* Exercise prompt
Return the data that follows exactly. Include every line.
(The data)
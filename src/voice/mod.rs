//! Voice input and output
//!
//! Microphone capture, wake word detection, cloud STT/TTS and playback,
//! plus a text-mode console pair. The conversation loop only sees the
//! [`Listener`] and [`Speaker`] traits.

mod capture;
mod console;
mod listener;
mod playback;
mod resample;
mod stt;
mod tts;
mod wake_word;

pub use capture::{AudioCapture, SAMPLE_RATE, samples_to_wav};
pub use console::{ConsoleListener, ConsoleSpeaker};
pub use listener::{Capture, Listener, MicListener, POLL_INTERVAL, Speaker, VoiceSpeaker, Wake};
pub use playback::{AudioPlayback, Pcm, decode_mp3};
pub use resample::StreamResampler;
pub use stt::{SpeechToText, SttProvider};
pub use tts::{TextToSpeech, TtsProvider};
pub use wake_word::{DetectorState, WakeWordDetector, rms_energy, strip_wake_word};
(End The data)
* Task result
filename src/voice/mod.rs
//! Voice input and output
//!
//! Microphone capture, wake word detection, cloud STT/TTS and playback,
//! plus a text-mode console pair. The conversation loop only sees the
//! [`Listener`] and [`Speaker`] traits.

mod capture;
mod console;
mod listener;
mod playback;
mod resample;
mod stt;
mod tts;
mod wake_word;

pub use capture::{AudioCapture, SAMPLE_RATE, samples_to_wav};
pub use console::{ConsoleListener, ConsoleSpeaker};
pub use listener::{Capture, Listener, MicListener, POLL_INTERVAL, Speaker, VoiceSpeaker, Wake};
pub use playback::{AudioPlayback, Pcm, decode_mp3};
pub use resample::StreamResampler;
pub use stt::{SpeechToText, SttProvider};
pub use tts::{TextToSpeech, TtsProvider};
pub use wake_word::{DetectorState, WakeWordDetector, rms_energy, strip_wake_word};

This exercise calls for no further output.